The above from you is the sunken costs fallacy in action and that basically causes otherwise good people like you to keep on making poor relationship decisions. What you forget here is that the damage has already been done.

The idea of sunk cost states that an investment of money, time or energy must not necessarily influence your continued investment of money, time or energy. The past investment is “sunk” into the endeavour and cannot be recouped. It is gone. Ongoing investment will not resuscitate what is gone when the investment is a bad one.

People get bogged down by focusing on their sunk costs.
There are two ways to understand this process, both involving avoidance. One is an avoidance of disappointment or loss when something doesn’t work out. When a relationship doesn’t succeed, especially after a long period, especially after many shared experiences and especially after developing a hope that the relationship would be a good one, it is a loss. It is a loss of what might have been and an acknowledgement that a part of one’s life has been devoted to this endeavour.

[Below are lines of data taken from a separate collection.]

// SPDX-License-Identifier: MPL-2.0
//! Identify component encapsulating state and update logic.
//!
//! This is the state machine at the center of the application: one current
//! image source moving between `Empty`, `Loading`, `Ready`, and `Failed`,
//! with classification results, an append-only history, and a single active
//! error. All asynchronous work (image loading, classification, the file
//! dialog) is requested through [`Effect`] values; completions come back as
//! messages tagged with the generation they were started under, and stale
//! completions are dropped.

mod view;

pub use view::view;

use crate::classifier::{ClassifyError, ModelState, Prediction};
use crate::error::Error;
use crate::media::{ImageData, ImageSource};
use crate::ui::error_banner;
use iced::widget::image;
use std::path::PathBuf;

pub(crate) const MSG_MODEL_NOT_READY: &str = "Model is not loaded yet";
pub(crate) const MSG_NO_IMAGE: &str = "No image selected";
pub(crate) const MSG_IMAGE_NOT_READY: &str = "Please wait for the image to load completely";
pub(crate) const MSG_NO_PREDICTIONS: &str = "No predictions returned from model";
pub(crate) const MSG_CLASSIFY_FAILED: &str = "Error identifying image";
pub(crate) const MSG_IMAGE_LOAD_FAILED: &str =
    "Failed to load image. Please check the URL or try another image.";
pub(crate) const MSG_MODEL_LOAD_FAILED: &str = "Failed to load the classification model";

/// Spinner rotation speed in radians per tick.
const SPINNER_SPEED: f32 = 0.35;

/// The current image, as a single tagged state. Exactly one source is current
/// at a time; the flags of the four phases cannot drift apart.
#[derive(Debug, Clone, Default)]
pub enum ImageState {
    /// No image selected.
    #[default]
    Empty,
    /// A source was selected and its load is in flight.
    Loading { source: ImageSource },
    /// The image is decoded and displayed; classification may run.
    Ready { source: ImageSource, image: ImageData },
    /// The load failed. A new selection is the only way out.
    Failed { source: ImageSource },
}

impl ImageState {
    /// The source this state refers to, if any.
    #[must_use]
    pub fn source(&self) -> Option<&ImageSource> {
        match self {
            ImageState::Empty => None,
            ImageState::Loading { source }
            | ImageState::Ready { source, .. }
            | ImageState::Failed { source } => Some(source),
        }
    }
}

/// One entry in the history strip. The thumbnail is filled in when the
/// source's image finishes loading; until then a placeholder is shown.
#[derive(Debug, Clone)]
pub struct HistoryEntry {
    pub source: ImageSource,
    pub thumbnail: Option<image::Handle>,
}

/// Messages consumed by [`State::update`].
#[derive(Debug, Clone)]
pub enum Message {
    /// "Upload Image" pressed; ask the app to open the file dialog.
    OpenFilePicker,
    /// File dialog closed. `None` means the user cancelled.
    FileChosen(Option<PathBuf>),
    /// URL text field edited.
    UrlInputChanged(String),
    /// URL text field submitted (Enter).
    UrlSubmitted,
    /// A history thumbnail was clicked.
    HistoryClicked(usize),
    /// Image load finished for the selection made under `generation`.
    ImageLoaded {
        generation: u64,
        result: Result<ImageData, Error>,
    },
    /// "Identify Image" pressed.
    IdentifyPressed,
    /// Classification finished for the selection made under `generation`.
    Classified {
        generation: u64,
        result: Result<Vec<Prediction>, ClassifyError>,
    },
    /// Availability of the shared model changed.
    ModelStateChanged(ModelState),
    /// Error banner interaction.
    ErrorBanner(error_banner::Message),
    /// Animates the busy spinner.
    SpinnerTick,
}

/// Side effects the application should perform after handling a message.
#[derive(Debug, Clone)]
pub enum Effect {
    None,
    /// Open the async file dialog.
    OpenFileDialog,
    /// Load and decode the image behind `source`.
    LoadImage { source: ImageSource, generation: u64 },
    /// Run the classifier on the currently displayed image.
    Classify { image: ImageData, generation: u64 },
}

/// Complete identify component state.
#[derive(Debug, Default)]
pub struct State {
    image: ImageState,
    url_input: String,
    results: Vec<Prediction>,
    history: Vec<HistoryEntry>,
    error: Option<error_banner::State>,
    model: ModelState,
    classifying: bool,
    /// Bumped on every selection or clear. Completions carrying an older
    /// value raced a source change and are ignored.
    generation: u64,
    spinner_rotation: f32,
}

impl State {
    #[must_use]
    pub fn new() -> Self {
        Self::default()
    }

    /// Handles a message, mutating state and returning the side effect the
    /// application should run.
    pub fn update(&mut self, message: Message) -> Effect {
        match message {
            Message::OpenFilePicker => Effect::OpenFileDialog,
            Message::FileChosen(Some(path)) => {
                self.select_source(ImageSource::Path(path), true)
            }
            // Cancelled dialog leaves the current selection untouched.
            Message::FileChosen(None) => Effect::None,
            Message::UrlInputChanged(text) => {
                self.url_input = text;
                Effect::None
            }
            Message::UrlSubmitted => {
                let trimmed = self.url_input.trim();
                if trimmed.is_empty() {
                    self.clear_current();
                    Effect::None
                } else {
                    let url = trimmed.to_string();
                    self.select_source(ImageSource::Url(url), true)
                }
            }
            Message::HistoryClicked(index) => match self.history.get(index) {
                // Re-selection resets like any other selection but never
                // appends a duplicate entry.
                Some(entry) => {
                    let source = entry.source.clone();
                    self.select_source(source, false)
                }
                None => Effect::None,
            },
            Message::ImageLoaded { generation, result } => {
                if generation != self.generation {
                    return Effect::None;
                }
                let Some(source) = self.image.source().cloned() else {
                    return Effect::None;
                };
                match result {
                    Ok(image) => {
                        self.record_thumbnail(&source, &image);
                        self.error = None;
                        self.image = ImageState::Ready { source, image };
                    }
                    Err(e) => {
                        self.error =
                            Some(error_banner::State::new(MSG_IMAGE_LOAD_FAILED, e.to_string()));
                        self.image = ImageState::Failed { source };
                    }
                }
                Effect::None
            }
            Message::IdentifyPressed => self.identify(),
            Message::Classified { generation, result } => {
                if generation != self.generation {
                    // The image changed while classification was in flight.
                    return Effect::None;
                }
                self.classifying = false;
                match result {
                    Ok(predictions) if !predictions.is_empty() => {
                        self.results = predictions;
                    }
                    Ok(_) => {
                        self.error = Some(error_banner::State::new(MSG_NO_PREDICTIONS, ""));
                    }
                    Err(e) => {
                        self.error =
                            Some(error_banner::State::new(MSG_CLASSIFY_FAILED, e.to_string()));
                    }
                }
                Effect::None
            }
            Message::ModelStateChanged(state) => {
                match &state {
                    ModelState::Ready => self.error = None,
                    ModelState::Failed(detail) => {
                        self.error = Some(error_banner::State::new(
                            MSG_MODEL_LOAD_FAILED,
                            detail.clone(),
                        ));
                    }
                    ModelState::Loading => {}
                }
                self.model = state;
                Effect::None
            }
            Message::ErrorBanner(msg) => {
                if let Some(banner) = &mut self.error {
                    banner.handle(msg);
                }
                Effect::None
            }
            Message::SpinnerTick => {
                if self.is_busy() {
                    self.spinner_rotation += SPINNER_SPEED;
                    if self.spinner_rotation > std::f32::consts::TAU {
                        self.spinner_rotation -= std::f32::consts::TAU;
                    }
                }
                Effect::None
            }
        }
    }

    /// Makes `source` current: new generation, results and error cleared, and
    /// (except for history re-selection) a history entry prepended.
    fn select_source(&mut self, source: ImageSource, append_history: bool) -> Effect {
        self.generation += 1;
        self.results.clear();
        self.error = None;
        self.classifying = false;
        if append_history {
            self.history.insert(
                0,
                HistoryEntry {
                    source: source.clone(),
                    thumbnail: None,
                },
            );
        }
        self.image = ImageState::Loading {
            source: source.clone(),
        };
        Effect::LoadImage {
            source,
            generation: self.generation,
        }
    }

    /// Empty URL submission clears the current selection without touching
    /// history.
    fn clear_current(&mut self) {
        self.generation += 1;
        self.results.clear();
        self.error = None;
        self.classifying = false;
        self.image = ImageState::Empty;
    }

    /// Guards, then requests classification of the displayed image.
    fn identify(&mut self) -> Effect {
        if self.model != ModelState::Ready {
            self.error = Some(error_banner::State::new(MSG_MODEL_NOT_READY, ""));
            return Effect::None;
        }
        match &self.image {
            ImageState::Empty => {
                self.error = Some(error_banner::State::new(MSG_NO_IMAGE, ""));
                Effect::None
            }
            ImageState::Loading { .. } | ImageState::Failed { .. } => {
                self.error = Some(error_banner::State::new(MSG_IMAGE_NOT_READY, ""));
                Effect::None
            }
            ImageState::Ready { image, .. } => {
                self.error = None;
                self.classifying = true;
                Effect::Classify {
                    image: image.clone(),
                    generation: self.generation,
                }
            }
        }
    }

    /// Fills thumbnails for history entries still waiting on this source.
    fn record_thumbnail(&mut self, source: &ImageSource, image: &ImageData) {
        let thumbnail = image.thumbnail();
        for entry in &mut self.history {
            if entry.thumbnail.is_none() && &entry.source == source {
                entry.thumbnail = Some(thumbnail.clone());
            }
        }
    }

    // --- accessors used by the view and by the application root ---

    #[must_use]
    pub fn image_state(&self) -> &ImageState {
        &self.image
    }

    #[must_use]
    pub fn current_source(&self) -> Option<&ImageSource> {
        self.image.source()
    }

    #[must_use]
    pub fn results(&self) -> &[Prediction] {
        &self.results
    }

    #[must_use]
    pub fn history(&self) -> &[HistoryEntry] {
        &self.history
    }

    #[must_use]
    pub fn error(&self) -> Option<&error_banner::State> {
        self.error.as_ref()
    }

    #[must_use]
    pub fn error_message(&self) -> Option<&str> {
        self.error.as_ref().map(error_banner::State::message)
    }

    #[must_use]
    pub fn model_state(&self) -> &ModelState {
        &self.model
    }

    #[must_use]
    pub fn url_input(&self) -> &str {
        &self.url_input
    }

    #[must_use]
    pub fn is_classifying(&self) -> bool {
        self.classifying
    }

    /// Whether the identify button should be pressable.
    #[must_use]
    pub fn can_identify(&self) -> bool {
        self.model == ModelState::Ready
            && matches!(self.image, ImageState::Ready { .. })
            && !self.classifying
    }

    /// Whether any asynchronous work is in flight (drives the spinner tick
    /// subscription).
    #[must_use]
    pub fn is_busy(&self) -> bool {
        self.classifying
            || self.model == ModelState::Loading
            || matches!(self.image, ImageState::Loading { .. })
    }

    #[must_use]
    pub fn spinner_rotation(&self) -> f32 {
        self.spinner_rotation
    }
}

Another angle to evaluate is that focus on “sunk cost” creates a distraction from one’s inner truth. The sentence often goes like, “I’ve already invested too much (you write of being together 6 years), so I can’t notice my thoughts and feelings that are telling me to end or change this relationship.”

This is a type of insidious defense against noticing yourself. You enter into a neglectful relationship with yourself which divorces you from your inner thoughts and the quiet feelings that might guide you in your life. In other words, thinking about what already has been may prevent you from deciding what you want your life to be.

The key is to clear away the distractions to rational and emotional clarity. Getting stuck in your “sunk cost” prevents you from this clarity, whether in your relationships or your investments!

re your comment:-
"We are doing loads of renovation work as well which he is doing himself, so he's not all bad and generally quite helpful, kind and sweet".

Your relationship bar is so very low here that it is practically non existent. So because he is doing some renovation work he is not all bad, dearie me. Its a really low bar you've set yourself here isn't it, you may as well have MUG tattooed on your forehead as well as him using you to wipe his feet on. And I daresay too he would not be at all forgiving of you if the shoe was on the other foot.

He does not need to further mess you about, you're doing that now to your own self.

AttilaTheMeerkat · 30/11/2019 15:15

What are you going to say to him in this chat tomorrow?. And why tomorrow as well?.

Would you want your DD to be in a relationship with someone like this man?. What are you teaching her about relationships here, the same old rubbish that you were perhaps yourself taught?.

Jaxhog · 30/11/2019 15:23

Only you can know whether this is enough for you to leave.

However, he needs to understand that this was a serious breach of trust. It isn't a matter of you getting past it, he needs to take action to earn your trust back. And that action has to hurt him a little - perhaps his masculine pride? I would start by taking any access to your accounts away from him immediately, and then agreeing how he will be paying you back.